Some time ago, my four-year-old was waiting for breakfast on one of our kitchen stools. The day was already hectic. I was running late for work, one of our other kids was crawling around on the floor, and my wife had called downstairs for some help. Patience has never been my long suit, but I was trying to be helpful.
So I agreed to take care of breakfast. I asked, “What do you want?” My daughter answered, “Toast. “Great,” I said. “Toast is quick. Good choice.” “Milk? You want milk?” “Yes, please,” she responded. “Fine. Here’s your milk.” Then I asked, “And what on the toast? C’mon, kid. Let’s go. It’s basic choices here: butter, peanut butter, and jelly.” To which she replied, “Butter and peanut butter.” “Got it,” I said.
So I applied the butter lightning fast to the toasted bread, unscrewed the lid from the peanut butter, and was about to jam the knife into the jar, and that’s when it happened. My four-year-old asked if I’d rinse the knife. I know. It’s not a big deal. Two seconds: Rinse and go. I also know it’s kind of a weird request. Four-year-olds don’t typically care that much about butter cross-contaminated silverware. This four-year-old cared. “Please rinse the knife,” she said. I’ll never forget it because I threw a temper tantrum. And when I turned around, all I saw were blond curls, her head bent forward—ashamed for having asked and feeling like she had done something wrong. Oh, man!

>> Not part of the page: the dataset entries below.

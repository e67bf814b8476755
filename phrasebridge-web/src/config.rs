//! Server configuration from environment variables

use std::path::PathBuf;

pub const DEFAULT_BIND_ADDR: &str = "127.0.0.1:3000";
pub const DEFAULT_ALIASES_PATH: &str = "language_aliases.json";

/// Settings read once at startup
#[derive(Clone)]
pub struct Config {
    /// Google API key; `None` leaves the endpoint unconfigured
    pub api_key: Option<String>,
    /// Site-wide default target as a language name or code
    pub site_main_target: Option<String>,
    pub aliases_path: PathBuf,
    /// Override for the Google endpoint (proxies, local fakes)
    pub google_base_url: Option<String>,
    pub bind_addr: String,
}

impl Config {
    /// Load from the process environment
    ///
    /// Call `dotenvy::dotenv()` first to pick up a `.env` file.
    pub fn from_env() -> Self {
        Self::from_lookup(|name| std::env::var(name).ok())
    }

    /// Load through an arbitrary lookup; empty values count as unset
    pub fn from_lookup(lookup: impl Fn(&str) -> Option<String>) -> Self {
        let get = |name: &str| {
            lookup(name)
                .map(|value| value.trim().to_string())
                .filter(|value| !value.is_empty())
        };

        Self {
            api_key: get("GOOGLE_API_KEY").or_else(|| get("GOOGLE_TRANSLATE_API_KEY")),
            site_main_target: get("SITE_MAIN_TARGET"),
            aliases_path: get("LANGUAGE_ALIASES_PATH")
                .map(PathBuf::from)
                .unwrap_or_else(|| PathBuf::from(DEFAULT_ALIASES_PATH)),
            google_base_url: get("GOOGLE_TRANSLATE_BASE_URL"),
            bind_addr: get("BIND_ADDR").unwrap_or_else(|| DEFAULT_BIND_ADDR.to_string()),
        }
    }

    /// API key safe for logs, if one is set
    pub fn masked_api_key(&self) -> Option<String> {
        self.api_key.as_deref().map(mask_secret)
    }
}

impl std::fmt::Debug for Config {
    fn fmt(&self, f: &mut std::fmt::Formatter<'_>) -> std::fmt::Result {
        f.debug_struct("Config")
            .field("api_key", &self.masked_api_key())
            .field("site_main_target", &self.site_main_target)
            .field("aliases_path", &self.aliases_path)
            .field("google_base_url", &self.google_base_url)
            .field("bind_addr", &self.bind_addr)
            .finish()
    }
}

/// First 6 and last 4 characters; short secrets are hidden entirely
pub fn mask_secret(secret: &str) -> String {
    let chars: Vec<char> = secret.chars().collect();
    if chars.len() <= 10 {
        return "***".to_string();
    }

    let head: String = chars[..6].iter().collect();
    let tail: String = chars[chars.len() - 4..].iter().collect();
    format!("{}...{}", head, tail)
}
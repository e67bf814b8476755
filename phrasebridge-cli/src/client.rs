//! HTTP client for the translate endpoint

use crate::ui::ManualSelection;
use serde::{Deserialize, Serialize};
use thiserror::Error;
use tracing::debug;

pub const DEFAULT_SERVER_URL: &str = "http://127.0.0.1:3000";
const TRANSLATE_PATH: &str = "/api/translate";

/// Any failure to get a usable answer; all are shown as "cannot reach server"
#[derive(Debug, Error)]
pub enum ClientError {
    #[error("transport error: {0}")]
    Transport(#[from] reqwest::Error),

    #[error("server returned HTTP {0}")]
    Status(u16),

    #[error("malformed response: {0}")]
    Decode(String),
}

#[derive(Debug, Serialize)]
struct TranslatePayload<'a> {
    text: &'a str,
    #[serde(skip_serializing_if = "Option::is_none")]
    source: Option<&'a str>,
    #[serde(skip_serializing_if = "Option::is_none")]
    target: Option<&'a str>,
}

#[derive(Debug, Deserialize)]
#[serde(rename_all = "camelCase")]
struct ServerReply {
    #[serde(default)]
    result: Option<String>,
    #[serde(default)]
    detected_source: Option<String>,
    #[serde(default)]
    target_used: Option<String>,
    #[serde(default)]
    error: Option<String>,
}

/// What the server said about one submission
#[derive(Debug, Clone, PartialEq, Eq)]
pub enum Outcome {
    Translated {
        result: String,
        detected_source: Option<String>,
        target_used: Option<String>,
    },
    /// A success response carrying an `error` field
    Failed(String),
}

pub struct TranslateClient {
    client: reqwest::Client,
    endpoint: String,
}

impl TranslateClient {
    pub fn new(server_url: &str) -> Result<Self, ClientError> {
        let client = reqwest::Client::builder()
            .timeout(std::time::Duration::from_secs(30))
            .build()?;

        Ok(Self {
            client,
            endpoint: format!("{}{}", server_url.trim_end_matches('/'), TRANSLATE_PATH),
        })
    }

    pub fn endpoint(&self) -> &str {
        &self.endpoint
    }

    /// Submit text, with the manual languages when manual mode is on
    pub async fn translate(
        &self,
        text: &str,
        manual: Option<&ManualSelection>,
    ) -> Result<Outcome, ClientError> {
        let payload = TranslatePayload {
            text,
            source: manual.and_then(|m| m.source.as_deref()),
            target: manual.and_then(|m| m.target.as_deref()),
        };

        let response = self.client.post(&self.endpoint).json(&payload).send().await?;
        let status = response.status();
        if !status.is_success() {
            debug!(status = status.as_u16(), "Server answered with an error status");
            return Err(ClientError::Status(status.as_u16()));
        }

        let reply: ServerReply = response
            .json()
            .await
            .map_err(|e| ClientError::Decode(e.to_string()))?;

        if let Some(error) = reply.error {
            return Ok(Outcome::Failed(error));
        }

        Ok(Outcome::Translated {
            result: reply.result.unwrap_or_default(),
            detected_source: reply.detected_source,
            target_used: reply.target_used,
        })
    }
}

Getting it right as a dad never means being perfect.Ever said or done something dumb or hurtful to one of your kids? Welcome to the club. Every dad does which makes apologizing so critically important. We tell our kids all the time to apologize to others. When was the last time you apologized to your child? It can feel weird, though, apologizing to someone much younger and smaller. And it can be tempting to hide behind a wall of authority: Because I’m bigger and in charge, I don’t have to say I’m sorry. Yes, you do. It’s actually more important. Getting it right as a dad never means being perfect. Rather, it means being humble and honest about our shortcomings and failures, owning them, and loving our children more than our pride. Welcome to apologizing to a four-year-old. Here are a couple of things to keep in mind in order to learn how to apologize to your child.
There are some basic guidelines for offering a legitimate apology. Remember you are training your kids with everything you do. If you want them to offer honest, sincere, humble apologies, start by being honest, sincere, and humble.
Make sure you tell your kid what you’re sorry for and why. Bad apology: “I’m sorry about the toast thing, alright?” Slightly better apology: “I’m sorry I got mad about the knife. I was in a rush.” Better apology: “I’m sorry I yelled and got so mad. That wasn’t right.” Best apology: “Kiddo, I’m sorry. I was angry and I yelled at you. Daddy did something wrong, not you. I love you. Will you please forgive me?”
Be age appropriate.
If they’re little, physically get down on their level. You’re a lot bigger than a young child, so make yourself as physically approachable as you can. Squat, stoop, or sit down. Make good eye contact. Hug your child. Your body communicates as well as your words, and a posture of humility communicates vast amounts to a young child that they’re not likely to verbally comprehend. If they’re bigger kids, you can use more words—just make sure they’re designed to show that dads screw up and dads love their kids. And bigger kids need hugs too.
Huddle Up Question
Huddle up with your kids and talk about what makes a good apology.